======== Input records

/// Copy of a PEM followed by the NUL that C TLS stacks scan for. `None`
/// when the text itself holds a NUL, which would cut the certificate short.
pub fn nul_terminated_pem(pem: &str) -> Option<Vec<u8>> {
    if pem.as_bytes().contains(&0) {
        return None;
    }
    let mut bytes = Vec::with_capacity(pem.len() + 1);
    bytes.extend_from_slice(pem.as_bytes());
    bytes.push(0);
    Some(bytes)
}

/// Platform HTTP client.
///
/// Each call opens its own connection and must release it before returning,
/// on success and on every error path.
pub trait HttpTransport {
    type Error: fmt::Debug;

    /// Issue the GET and return the response status code.
    fn get(&mut self, request: &GetRequest<'_>) -> Result<u16, Self::Error>;
}

/// Authorization scheme a profile resolves to.
#[derive(Debug, Clone, PartialEq, Eq)]
pub enum Authorization {
    Bearer(String),
    Basic(String),
}

impl Authorization {
    pub fn header_value(&self) -> String {
        match self {
            Self::Bearer(token) => format!("Bearer {}", token),
            Self::Basic(credentials) => format!("Basic {}", BASE64.encode(credentials)),
        }
    }
}

#[derive(Debug, Clone, PartialEq, Eq)]
pub enum DispatchError {
    /// Profile has no URL.
    Inactive,
    /// Connection setup or I/O failed.
    Transport(String),
    /// Server answered outside 200..=299.
    Status(u16),
}

impl fmt::Display for DispatchError {
    fn fmt(&self, f: &mut fmt::Formatter<'_>) -> fmt::Result {
        match self {
            DispatchError::Inactive => write!(f, "no url configured"),
            DispatchError::Transport(msg) => write!(f, "transport error: {}", msg),
            DispatchError::Status(code) => write!(f, "HTTP {}", code),
        }
    }
}

#[cfg(feature = "std")]
impl std::error::Error for DispatchError {}

/// Destination, trust info and secrets for one button.
///
/// Empty strings mean "absent" for every field.
#[derive(Debug, Clone, Default, PartialEq, Eq)]
pub struct RequestProfile {
    pub url: String,
    pub tls_trust: String,
    pub credentials: String,
    pub token: String,
}
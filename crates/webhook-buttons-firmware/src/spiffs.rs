//! SPIFFS mount holding the persisted configuration files.

use std::ffi::CString;

use esp_idf_svc::sys;

pub const SPIFFS_MOUNT_POINT: &str = "/spiffs";
const SPIFFS_MAX_FILES: usize = 4;

/// Register the default `spiffs` partition at [`SPIFFS_MOUNT_POINT`],
/// formatting it on first boot.
pub fn mount() -> Result<(), String> {
    let base_path =
        CString::new(SPIFFS_MOUNT_POINT).map_err(|_| String::from("Invalid mount path"))?;
    let conf = sys::esp_vfs_spiffs_conf_t {
        base_path: base_path.as_ptr(),
        partition_label: core::ptr::null(),
        max_files: SPIFFS_MAX_FILES,
        format_if_mount_failed: true,
    };

    let res = unsafe { sys::esp_vfs_spiffs_register(&conf) };
    if res != sys::ESP_OK {
        return Err(format!("SPIFFS mount failed: {}", res));
    }

    let mut total = 0usize;
    let mut used = 0usize;
    let res = unsafe { sys::esp_spiffs_info(core::ptr::null(), &mut total, &mut used) };
    if res == sys::ESP_OK {
        log::info!(
            "[CFG] SPIFFS mounted at {} ({}/{} bytes used)",
            SPIFFS_MOUNT_POINT,
            used,
            total
        );
    } else {
        log::info!("[CFG] SPIFFS mounted at {}", SPIFFS_MOUNT_POINT);
    }
    Ok(())
}
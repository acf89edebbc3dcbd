//! Mock implementations for testing
//!
//! Host-side stand-ins for the GPIO, I2C, HTTP, buzzer and display
//! collaborators.

use alloc::rc::Rc;
use alloc::string::{String, ToString};
use alloc::vec;
use alloc::vec::Vec;
use core::cell::Cell;

use embedded_hal::digital::{self, ErrorKind, ErrorType, InputPin, OutputPin};

use crate::buzzer::{Buzzer, BUZZER_UNIT_MS};
use crate::display::TextDisplay;
use crate::request::{GetRequest, HttpTransport, TlsTrust};

#[derive(Debug, Clone, Copy, PartialEq, Eq)]
pub struct MockPinError;

impl digital::Error for MockPinError {
    fn kind(&self) -> ErrorKind {
        ErrorKind::Other
    }
}

/// Pull-up input whose level is set by the test. Clones share the level.
#[derive(Debug, Clone)]
pub struct MockPin {
    low: Rc<Cell<bool>>,
    faulty: Rc<Cell<bool>>,
}

impl MockPin {
    /// Idle (HIGH) input.
    pub fn new() -> Self {
        Self {
            low: Rc::new(Cell::new(false)),
            faulty: Rc::new(Cell::new(false)),
        }
    }

    pub fn press(&self) {
        self.low.set(true);
    }

    pub fn release(&self) {
        self.low.set(false);
    }

    pub fn set_low(&self, low: bool) {
        self.low.set(low);
    }

    /// Make reads fail.
    pub fn set_faulty(&self, faulty: bool) {
        self.faulty.set(faulty);
    }
}

impl Default for MockPin {
    fn default() -> Self {
        Self::new()
    }
}

impl ErrorType for MockPin {
    type Error = MockPinError;
}

impl InputPin for MockPin {
    fn is_high(&mut self) -> Result<bool, Self::Error> {
        self.is_low().map(|low| !low)
    }

    fn is_low(&mut self) -> Result<bool, Self::Error> {
        if self.faulty.get() {
            return Err(MockPinError);
        }
        Ok(self.low.get())
    }
}

/// Output that remembers its level. Clones share the level.
#[derive(Debug, Clone)]
pub struct MockOutputPin {
    high: Rc<Cell<Option<bool>>>,
}

impl MockOutputPin {
    pub fn new() -> Self {
        Self {
            high: Rc::new(Cell::new(None)),
        }
    }

    pub fn is_high(&self) -> bool {
        self.high.get() == Some(true)
    }

    pub fn is_low(&self) -> bool {
        self.high.get() == Some(false)
    }
}

impl Default for MockOutputPin {
    fn default() -> Self {
        Self::new()
    }
}

impl ErrorType for MockOutputPin {
    type Error = core::convert::Infallible;
}

impl OutputPin for MockOutputPin {
    fn set_low(&mut self) -> Result<(), Self::Error> {
        self.high.set(Some(false));
        Ok(())
    }

    fn set_high(&mut self) -> Result<(), Self::Error> {
        self.high.set(Some(true));
        Ok(())
    }
}

/// Owned copy of a request seen by [`MockTransport`].
#[derive(Debug, Clone, PartialEq, Eq)]
pub struct RecordedRequest {
    pub url: String,
    pub root_certificate: Option<String>,
    pub fingerprint: Option<String>,
    pub headers: Vec<(String, String)>,
}

impl RecordedRequest {
    pub fn header(&self, name: &str) -> Option<&str> {
        self.headers
            .iter()
            .find(|(key, _)| key.eq_ignore_ascii_case(name))
            .map(|(_, value)| value.as_str())
    }
}

#[derive(Debug, Clone, PartialEq, Eq)]
pub struct MockTransportError(pub String);

/// Transport answering every GET with a fixed status, or failing to connect.
#[derive(Debug)]
pub struct MockTransport {
    status: Option<u16>,
    requests: Vec<RecordedRequest>,
}

impl MockTransport {
    pub fn responding(status: u16) -> Self {
        Self {
            status: Some(status),
            requests: Vec::new(),
        }
    }

    /// Connection setup always fails.
    pub fn failing() -> Self {
        Self {
            status: None,
            requests: Vec::new(),
        }
    }

    pub fn set_status(&mut self, status: Option<u16>) {
        self.status = status;
    }

    pub fn requests(&self) -> &[RecordedRequest] {
        &self.requests
    }

    pub fn clear(&mut self) {
        self.requests.clear();
    }
}

impl HttpTransport for MockTransport {
    type Error = MockTransportError;

    fn get(&mut self, request: &GetRequest<'_>) -> Result<u16, Self::Error> {
        let (root_certificate, fingerprint) = match request.tls {
            Some(TlsTrust::RootCertificate(pem)) => (Some(pem.to_string()), None),
            Some(TlsTrust::Fingerprint(fp)) => (None, Some(fp.to_string())),
            None => (None, None),
        };
        self.requests.push(RecordedRequest {
            url: request.url.to_string(),
            root_certificate,
            fingerprint,
            headers: request
                .headers
                .iter()
                .map(|(key, value)| (key.to_string(), value.clone()))
                .collect(),
        });
        self.status
            .ok_or_else(|| MockTransportError(String::from("connection refused")))
    }
}

/// Buzzer that records every `set` call.
#[derive(Debug, Default)]
pub struct MockBuzzer {
    pub beeps: Vec<(u16, u32)>,
    pub polls: usize,
}

impl Buzzer for MockBuzzer {
    fn set(&mut self, units: u16, now_ms: u32) {
        self.beeps.push((units, now_ms));
    }

    fn remaining_ms(&self, now_ms: u32) -> u32 {
        self.beeps.last().map_or(0, |(units, at)| {
            (at + u32::from(*units) * BUZZER_UNIT_MS).saturating_sub(now_ms)
        })
    }

    fn poll(&mut self, _now_ms: u32) {
        self.polls += 1;
    }
}

/// Character grid standing in for an LCD.
#[derive(Debug, Clone)]
pub struct MockDisplay {
    rows: Vec<Vec<char>>,
    col: u8,
    row: u8,
    backlight: bool,
    commands: usize,
}

impl MockDisplay {
    pub fn new(width: u8, height: u8) -> Self {
        Self {
            rows: vec![vec![' '; usize::from(width)]; usize::from(height)],
            col: 0,
            row: 0,
            backlight: false,
            commands: 0,
        }
    }

    pub fn row_text(&self, row: usize) -> String {
        self.rows[row].iter().collect()
    }

    pub fn backlight(&self) -> bool {
        self.backlight
    }

    /// Number of calls made through [`TextDisplay`].
    pub fn commands(&self) -> usize {
        self.commands
    }
}

impl TextDisplay for MockDisplay {
    type Error = core::convert::Infallible;

    fn size(&self) -> (u8, u8) {
        let width = self.rows.first().map_or(0, Vec::len);
        (width as u8, self.rows.len() as u8)
    }

    fn clear(&mut self) -> Result<(), Self::Error> {
        self.commands += 1;
        for row in &mut self.rows {
            row.fill(' ');
        }
        self.col = 0;
        self.row = 0;
        Ok(())
    }

    fn set_cursor(&mut self, col: u8, row: u8) -> Result<(), Self::Error> {
        self.commands += 1;
        self.col = col;
        self.row = row;
        Ok(())
    }

    fn write_char(&mut self, ch: char) -> Result<(), Self::Error> {
        self.commands += 1;
        if let Some(cell) = self
            .rows
            .get_mut(usize::from(self.row))
            .and_then(|row| row.get_mut(usize::from(self.col)))
        {
            *cell = ch;
        }
        self.col = self.col.saturating_add(1);
        Ok(())
    }

    fn set_backlight(&mut self, on: bool) -> Result<(), Self::Error> {
        self.commands += 1;
        self.backlight = on;
        Ok(())
    }
}
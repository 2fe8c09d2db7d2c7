//! Heap sort with recursive sift-down.

use crate::sorts::SortContext;
use std::cmp::Ordering;

/// Heap sort: bottom-up max-heap construction, then n extraction cycles
/// that swap the root to the shrinking boundary and restore the heap.
pub fn heap_sort_naive<T: Clone>(data: &mut [T], ctx: &SortContext<T>) {
    let n = data.len();

    for i in (0..n / 2).rev() {
        heapify_naive(data, n, i, ctx);
    }

    for i in (0..n).rev() {
        ctx.swap(data, 0, i);
        heapify_naive(data, i, 0, ctx);
    }
}

/// Restore the max-heap property below `root`, recursing into the child
/// subtree that received the old root value.
pub fn heapify_naive<T: Clone>(data: &mut [T], heap_size: usize, root: usize, ctx: &SortContext<T>) {
    let mut largest = root;
    let left = 2 * root + 1;
    let right = 2 * root + 2;

    if left < heap_size && ctx.compare(&data[left], &data[largest]) == Ordering::Greater {
        largest = left;
    }
    if right < heap_size && ctx.compare(&data[right], &data[largest]) == Ordering::Greater {
        largest = right;
    }

    if largest != root {
        ctx.swap(data, root, largest);
        heapify_naive(data, heap_size, largest, ctx);
    }
}
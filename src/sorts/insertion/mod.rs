//! # Insertion Sort
//!
//! Builds the sorted prefix one element at a time: extract element `i`
//! into a key slot, shift every larger prefix element one place right,
//! drop the key into the gap. Stable; O(n) on already-sorted input,
//! O(n²) average and worst case.
//!
//! The two variants are count-identical; they differ only in how the
//! inner loop expresses its early exit.

pub mod code;
#[cfg(test)]
mod test;

pub use code::{insertion_sort_naive, insertion_sort_optimized};

use crate::sorts::{SortContext, Variant};

/// Unified entry point; the caller picks the variant explicitly.
pub fn insertion_sort<T: Clone>(data: &mut [T], variant: Variant, ctx: &SortContext<T>) {
    match variant {
        Variant::Naive => insertion_sort_naive(data, ctx),
        Variant::Optimized => insertion_sort_optimized(data, ctx),
    }
}
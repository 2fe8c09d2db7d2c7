//! Shell sort with the simple halving gap sequence.

use crate::sorts::SortContext;
use std::cmp::Ordering;

/// Shell sort over gaps `n/2, n/4, ..., 1`. Each gap runs a gapped
/// insertion sort; movements follow the insertion model (save, shifts,
/// insert, one movement each).
pub fn shell_sort_naive<T: Clone>(data: &mut [T], ctx: &SortContext<T>) {
    let n = data.len();
    let mut gap = n / 2;

    while gap > 0 {
        for i in gap..n {
            let temp = data[i].clone();
            ctx.record_move();
            let mut j = i;

            while j >= gap {
                if ctx.compare(&data[j - gap], &temp) == Ordering::Greater {
                    data[j] = data[j - gap].clone();
                    ctx.record_move();
                    j -= gap;
                } else {
                    break;
                }
            }

            data[j] = temp;
            ctx.record_move();
        }
        gap /= 2;
    }
}
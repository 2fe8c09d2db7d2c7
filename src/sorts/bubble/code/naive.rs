//! Textbook bubble sort.

use crate::sorts::SortContext;
use std::cmp::Ordering;

/// Bubble sort without early exit: all `n - 1` passes run even when the
/// suffix is already sorted.
pub fn bubble_sort_naive<T: Clone>(data: &mut [T], ctx: &SortContext<T>) {
    let n = data.len();
    for i in 1..n {
        for j in 0..n - i {
            if ctx.compare(&data[j], &data[j + 1]) == Ordering::Greater {
                ctx.swap(data, j, j + 1);
            }
        }
    }
}
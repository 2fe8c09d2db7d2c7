//! Benchmark datasets and comparators.
//!
//! Two element kinds are benchmarked: plain integers and multi-field
//! student records whose comparator orders by district and breaks ties by
//! name, so duplicate districts make stability differences visible in the
//! output. Generators are seeded so runs are reproducible.

use rand::rngs::StdRng;
use rand::{Rng, SeedableRng};
use std::cmp::Ordering;

/// What kind of elements a benchmark ran over.
#[derive(Clone, Copy, Debug, PartialEq, Eq)]
pub enum DatasetKind {
    Numbers,
    Records,
}

impl DatasetKind {
    pub fn label(self) -> &'static str {
        match self {
            DatasetKind::Numbers => "numbers",
            DatasetKind::Records => "records",
        }
    }
}

/// Distribution of the generated input.
#[derive(Clone, Copy, Debug, Default, PartialEq, Eq)]
pub enum Shape {
    #[default]
    Random,
    Sorted,
    Reversed,
    /// Many duplicates (16 distinct values); exercises Bingo sort and
    /// stability.
    FewDistinct,
}

impl Shape {
    pub fn label(self) -> &'static str {
        match self {
            Shape::Random => "random",
            Shape::Sorted => "sorted",
            Shape::Reversed => "reversed",
            Shape::FewDistinct => "few-distinct",
        }
    }

    pub fn parse(s: &str) -> Option<Shape> {
        match s {
            "random" => Some(Shape::Random),
            "sorted" => Some(Shape::Sorted),
            "reversed" => Some(Shape::Reversed),
            "few-distinct" => Some(Shape::FewDistinct),
            _ => None,
        }
    }
}

/// Ascending integer comparator.
pub fn compare_numbers(a: &i32, b: &i32) -> Ordering {
    a.cmp(b)
}

/// Descending integer comparator, for largest-first orderings.
pub fn compare_numbers_desc(a: &i32, b: &i32) -> Ordering {
    b.cmp(a)
}

/// A student record: the multi-field element kind.
#[derive(Clone, Debug, PartialEq, Eq)]
pub struct StudentRecord {
    pub name: String,
    pub birth_date: String,
    pub district: String,
    pub city: String,
}

/// Primary key district, secondary key name.
pub fn compare_records(a: &StudentRecord, b: &StudentRecord) -> Ordering {
    a.district
        .cmp(&b.district)
        .then_with(|| a.name.cmp(&b.name))
}

/// Generate `n` integers with the requested shape.
pub fn generate_numbers(n: usize, shape: Shape, seed: u64) -> Vec<i32> {
    let mut rng = StdRng::seed_from_u64(seed);

    match shape {
        Shape::Random => (0..n).map(|_| rng.random_range(0..1_000_000)).collect(),
        Shape::Sorted => {
            let mut v = generate_numbers(n, Shape::Random, seed);
            v.sort();
            v
        }
        Shape::Reversed => {
            let mut v = generate_numbers(n, Shape::Random, seed);
            v.sort();
            v.reverse();
            v
        }
        Shape::FewDistinct => (0..n).map(|_| rng.random_range(0..16)).collect(),
    }
}

const FIRST_NAMES: [&str; 12] = [
    "Alice", "Bruno", "Carla", "Daniel", "Elena", "Felipe", "Gloria", "Hugo", "Irene", "Jonas",
    "Karen", "Lucas",
];

const SURNAMES: [&str; 10] = [
    "Almeida", "Barbosa", "Costa", "Dias", "Esteves", "Fernandes", "Gomes", "Henriques", "Inacio",
    "Justo",
];

const DISTRICTS: [&str; 6] = [
    "Riverside",
    "Hillcrest",
    "Old Town",
    "Harborview",
    "Meadowbrook",
    "Lakeside",
];

const CITIES: [&str; 3] = ["Porto Verde", "Santa Clara", "Vila Nova"];

/// Generate `n` student records from small name/district pools, so
/// duplicate sort keys occur naturally.
pub fn generate_records(n: usize, seed: u64) -> Vec<StudentRecord> {
    let mut rng = StdRng::seed_from_u64(seed);

    (0..n)
        .map(|_| {
            let first = FIRST_NAMES[rng.random_range(0..FIRST_NAMES.len())];
            let last = SURNAMES[rng.random_range(0..SURNAMES.len())];
            let day: u32 = rng.random_range(1..=28);
            let month: u32 = rng.random_range(1..=12);
            let year: u32 = rng.random_range(1980..=2005);

            StudentRecord {
                name: format!("{} {}", first, last),
                birth_date: format!("{:02}/{:02}/{}", day, month, year),
                district: DISTRICTS[rng.random_range(0..DISTRICTS.len())].to_string(),
                city: CITIES[rng.random_range(0..CITIES.len())].to_string(),
            }
        })
        .collect()
}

================

Output the first line of the entries above and every line after it, exactly as written, ending with the line that contains "response status code.".

#### Exercise solution
/// Copy of a PEM followed by the NUL that C TLS stacks scan for. `None`
/// when the text itself holds a NUL, which would cut the certificate short.
pub fn nul_terminated_pem(pem: &str) -> Option<Vec<u8>> {
    if pem.as_bytes().contains(&0) {
        return None;
    }
    let mut bytes = Vec::with_capacity(pem.len() + 1);
    bytes.extend_from_slice(pem.as_bytes());
    bytes.push(0);
    Some(bytes)
}

/// Platform HTTP client.
///
/// Each call opens its own connection and must release it before returning,
/// on success and on every error path.
pub trait HttpTransport {
    type Error: fmt::Debug;

    /// Issue the GET and return the response status code.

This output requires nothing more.